//! Tests for the JSON command layer.
mod common;
use common::*;
use seiri::command::{AutoArrangeNodesCommand, GetGraphLayoutInfoCommand, GraphTarget};
use seiri::prelude::*;
use serde_json::{Value, json};

fn parse(response: &str) -> Value {
    serde_json::from_str(response).expect("Response should be valid JSON")
}

fn default_store() -> GraphStore {
    create_store("BP_Player", vec![create_event_graph()], vec![])
}

#[test]
fn test_auto_arrange_updates_the_store() {
    let registry = CommandRegistry::default();
    let mut store = default_store();

    let response = parse(&registry.execute(
        &mut store,
        "auto_arrange_nodes",
        r#"{"blueprint_name": "BP_Player", "graph_name": "EventGraph"}"#,
    ));

    assert_eq!(response["success"], json!(true));
    assert_eq!(response["blueprint_name"], json!("BP_Player"));
    assert_eq!(response["graph_name"], json!("EventGraph"));
    assert_eq!(response["arranged_count"], json!(4));
    assert_eq!(response["layer_count"], json!(3));
    assert_eq!(response["message"], json!("Successfully arranged 4 nodes"));

    let graph = store
        .blueprint("BP_Player")
        .and_then(|bp| bp.graph("EventGraph"))
        .unwrap();
    let b = graph.node("B").unwrap();
    assert_eq!((b.x, b.y), (700, 0));
}

#[test]
fn test_graph_name_defaults_to_event_graph() {
    let registry = CommandRegistry::default();
    let mut store = default_store();

    let response = parse(&registry.execute(
        &mut store,
        "auto_arrange_nodes",
        r#"{"blueprint_name": "BP_Player"}"#,
    ));
    assert_eq!(response["success"], json!(true));
    assert_eq!(response["graph_name"], json!("EventGraph"));
}

#[test]
fn test_function_graphs_are_searched() {
    let registry = CommandRegistry::default();
    let mut store = create_store(
        "BP_Door",
        vec![create_event_graph()],
        vec![renamed(create_branching_graph(), "OpenDoor")],
    );

    let response = parse(&registry.execute(
        &mut store,
        "auto_arrange_nodes",
        r#"{"blueprint_name": "BP_Door", "graph_name": "OpenDoor"}"#,
    ));
    assert_eq!(response["success"], json!(true));
    assert_eq!(response["arranged_count"], json!(4));

    let blueprint = store.blueprint("BP_Door").unwrap();
    let c = blueprint.graph("OpenDoor").unwrap().node("C").unwrap();
    assert_eq!((c.x, c.y), (700, 0));
    // The event graph was not touched.
    let e = blueprint.graph("EventGraph").unwrap().node("E").unwrap();
    assert_eq!((e.x, e.y), (500, 300));
}

#[test]
fn test_ubergraph_pages_take_precedence() {
    let registry = CommandRegistry::default();
    let mut store = create_store(
        "BP_Twin",
        vec![renamed(create_event_graph(), "Shared")],
        vec![renamed(create_branching_graph(), "Shared")],
    );

    let response = parse(&registry.execute(
        &mut store,
        "auto_arrange_nodes",
        r#"{"blueprint_name": "BP_Twin", "graph_name": "Shared"}"#,
    ));
    assert_eq!(response["success"], json!(true));

    let blueprint = store.blueprint("BP_Twin").unwrap();
    assert_eq!(blueprint.ubergraph_pages[0].node("E").unwrap().x, 0);
    // Function graph keeps its original positions.
    assert_eq!(blueprint.function_graphs[0].node("A").unwrap().y, 500);
}

#[test]
fn test_missing_blueprint_name() {
    let registry = CommandRegistry::default();
    let mut store = default_store();

    let response = parse(&registry.execute(
        &mut store,
        "auto_arrange_nodes",
        r#"{"graph_name": "EventGraph"}"#,
    ));
    assert_eq!(response["success"], json!(false));
    assert_eq!(
        response["error"],
        json!("Missing required parameter: blueprint_name")
    );
}

#[test]
fn test_invalid_json_parameters() {
    let registry = CommandRegistry::default();
    let mut store = default_store();

    for params in ["not json", "[1, 2]", ""] {
        let response = parse(&registry.execute(&mut store, "auto_arrange_nodes", params));
        assert_eq!(response["success"], json!(false));
        assert_eq!(response["error"], json!("Invalid JSON parameters"));
    }
}

#[test]
fn test_unknown_blueprint_and_graph() {
    let registry = CommandRegistry::default();
    let mut store = default_store();

    let response = parse(&registry.execute(
        &mut store,
        "auto_arrange_nodes",
        r#"{"blueprint_name": "BP_Missing"}"#,
    ));
    assert_eq!(response["success"], json!(false));
    assert_eq!(response["error"], json!("Blueprint not found: BP_Missing"));

    let response = parse(&registry.execute(
        &mut store,
        "get_graph_layout_info",
        r#"{"blueprint_name": "BP_Player", "graph_name": "Construction"}"#,
    ));
    assert_eq!(response["success"], json!(false));
    assert_eq!(
        response["error"],
        json!("Graph not found: Construction in Blueprint BP_Player")
    );
}

#[test]
fn test_layout_failure_leaves_graph_unchanged() {
    let registry = CommandRegistry::default();
    let broken = GraphDefinition::new("EventGraph")
        .with_node(NodeDefinition::new("A", "callFunction").at(10, 10).with_exec_flow())
        .with_node(NodeDefinition::new("A", "callFunction").at(20, 20).with_exec_flow());
    let mut store = create_store("BP_Broken", vec![broken.clone()], vec![]);

    let response = parse(&registry.execute(
        &mut store,
        "auto_arrange_nodes",
        r#"{"blueprint_name": "BP_Broken"}"#,
    ));
    assert_eq!(response["success"], json!(false));
    let message = response["error"].as_str().unwrap();
    assert!(message.starts_with("Layout failed:"), "got '{}'", message);
    assert!(message.contains("'A'"));

    let graph = store.blueprint("BP_Broken").unwrap().graph("EventGraph").unwrap();
    assert_eq!(graph, &broken);
}

#[test]
fn test_layout_info_response() {
    let registry = CommandRegistry::default();
    let mut store = default_store();
    registry.execute(&mut store, "auto_arrange_nodes", r#"{"blueprint_name": "BP_Player"}"#);

    let response = parse(&registry.execute(
        &mut store,
        "get_graph_layout_info",
        r#"{"blueprint_name": "BP_Player"}"#,
    ));
    assert_eq!(response["success"], json!(true));
    assert_eq!(response["node_count"], json!(4));
    assert_eq!(response["node_positions"]["A"], json!({"x": 350, "y": 0}));
    assert_eq!(response["node_positions"]["P"], json!({"x": 150, "y": -50}));
    assert_eq!(response["overlap_count"], json!(1));
    assert_eq!(response["overlapping_pairs"], json!([["E", "P"]]));
}

#[test]
fn test_layout_info_does_not_mutate() {
    let registry = CommandRegistry::default();
    let mut store = default_store();

    registry.execute(&mut store, "get_graph_layout_info", r#"{"blueprint_name": "BP_Player"}"#);
    let graph = store.blueprint("BP_Player").unwrap().graph("EventGraph").unwrap();
    assert_eq!(graph, &create_event_graph());
}

#[test]
fn test_dispatch_envelope() {
    let registry = CommandRegistry::default();
    let mut store = default_store();

    let response = parse(&registry.dispatch(
        &mut store,
        r#"{"command": "auto_arrange_nodes", "params": {"blueprint_name": "BP_Player"}}"#,
    ));
    assert_eq!(response["success"], json!(true));
    assert_eq!(response["arranged_count"], json!(4));

    let response = parse(&registry.dispatch(&mut store, r#"{"params": {}}"#));
    assert_eq!(response["error"], json!("Missing required parameter: command"));

    let response = parse(&registry.dispatch(&mut store, "{"));
    assert_eq!(response["error"], json!("Invalid JSON parameters"));

    // No params object at all still reaches the command.
    let response = parse(&registry.dispatch(&mut store, r#"{"command": "get_graph_layout_info"}"#));
    assert_eq!(
        response["error"],
        json!("Missing required parameter: blueprint_name")
    );
}

#[test]
fn test_unknown_command() {
    let registry = CommandRegistry::default();
    let mut store = default_store();

    let response = parse(&registry.execute(&mut store, "delete_everything", "{}"));
    assert_eq!(response["success"], json!(false));
    assert_eq!(response["error"], json!("Unknown command: delete_everything"));
}

#[test]
fn test_registry_names_and_lookup() {
    let registry = CommandRegistry::default();
    assert_eq!(
        registry.names(),
        vec!["auto_arrange_nodes", "get_graph_layout_info"]
    );
    assert!(registry.get(AutoArrangeNodesCommand::NAME).is_some());
    assert!(registry.get("nope").is_none());

    let empty = CommandRegistry::new();
    assert!(empty.names().is_empty());
}

#[test]
fn test_validate_params() {
    let command = GetGraphLayoutInfoCommand::new(LayoutEngine::default());
    assert!(command.validate_params(r#"{"blueprint_name": "BP_Player"}"#));
    assert!(!command.validate_params(r#"{"graph_name": "EventGraph"}"#));
    assert!(!command.validate_params("nonsense"));
}

#[test]
fn test_commands_share_engine_settings() {
    let config = LayoutConfig {
        horizontal_spacing: 500,
        ..LayoutConfig::default()
    };
    let engine = LayoutEngine::builder().with_config(config).build();
    let registry = CommandRegistry::with_layout_commands(engine);
    let mut store = default_store();

    registry.execute(&mut store, "auto_arrange_nodes", r#"{"blueprint_name": "BP_Player"}"#);
    let response = parse(&registry.execute(
        &mut store,
        "get_graph_layout_info",
        r#"{"blueprint_name": "BP_Player"}"#,
    ));
    assert_eq!(response["node_positions"]["B"], json!({"x": 1000, "y": 0}));
}

#[test]
fn test_graph_target_from_params() {
    let target = GraphTarget::from_params(&json!({"blueprint_name": "BP", "graph_name": "Fn"})).unwrap();
    assert_eq!(target.blueprint_name, "BP");
    assert_eq!(target.graph_name, "Fn");

    let target = GraphTarget::from_params(&json!({"blueprint_name": "BP"})).unwrap();
    assert_eq!(target.graph_name, "EventGraph");

    assert_eq!(
        GraphTarget::from_params(&json!({"blueprint_name": 7})),
        Err(CommandError::MissingParameter("blueprint_name"))
    );
}

#[test]
fn test_store_from_file() {
    let path = std::env::temp_dir().join("seiri_store_from_file.json");
    let documents = vec![BlueprintDocument {
        name: "BP_File".to_string(),
        ubergraph_pages: vec![create_event_graph()],
        function_graphs: vec![],
    }];
    std::fs::write(&path, serde_json::to_string(&documents).unwrap()).unwrap();

    let mut store = GraphStore::from_file(&path).expect("Failed to load store");
    assert_eq!(store.len(), 1);

    let registry = CommandRegistry::default();
    let response = parse(&registry.execute(&mut store, "auto_arrange_nodes", r#"{"blueprint_name": "BP_File"}"#));
    assert_eq!(response["arranged_count"], json!(4));

    let _ = std::fs::remove_file(&path);
}

#[test]
fn test_layout_info_handles_far_away_nodes() {
    let registry = CommandRegistry::default();
    let far = GraphDefinition::new("EventGraph")
        .with_node(NodeDefinition::new("Edge", "callFunction").at(i32::MAX - 10, 0));
    let mut store = create_store("BP_Far", vec![far], vec![]);

    let response = parse(&registry.execute(
        &mut store,
        "get_graph_layout_info",
        r#"{"blueprint_name": "BP_Far"}"#,
    ));
    assert_eq!(response["success"], json!(true));
    assert_eq!(response["node_positions"]["Edge"]["x"], json!(i32::MAX - 10));
    assert_eq!(response["overlap_count"], json!(0));
}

→ **Task statement**
In the entries above, find each line with "LayoutEngine" and list it.

→ **Exercise solution**
    let command = GetGraphLayoutInfoCommand::new(LayoutEngine::default());
    let engine = LayoutEngine::builder().with_config(config).build();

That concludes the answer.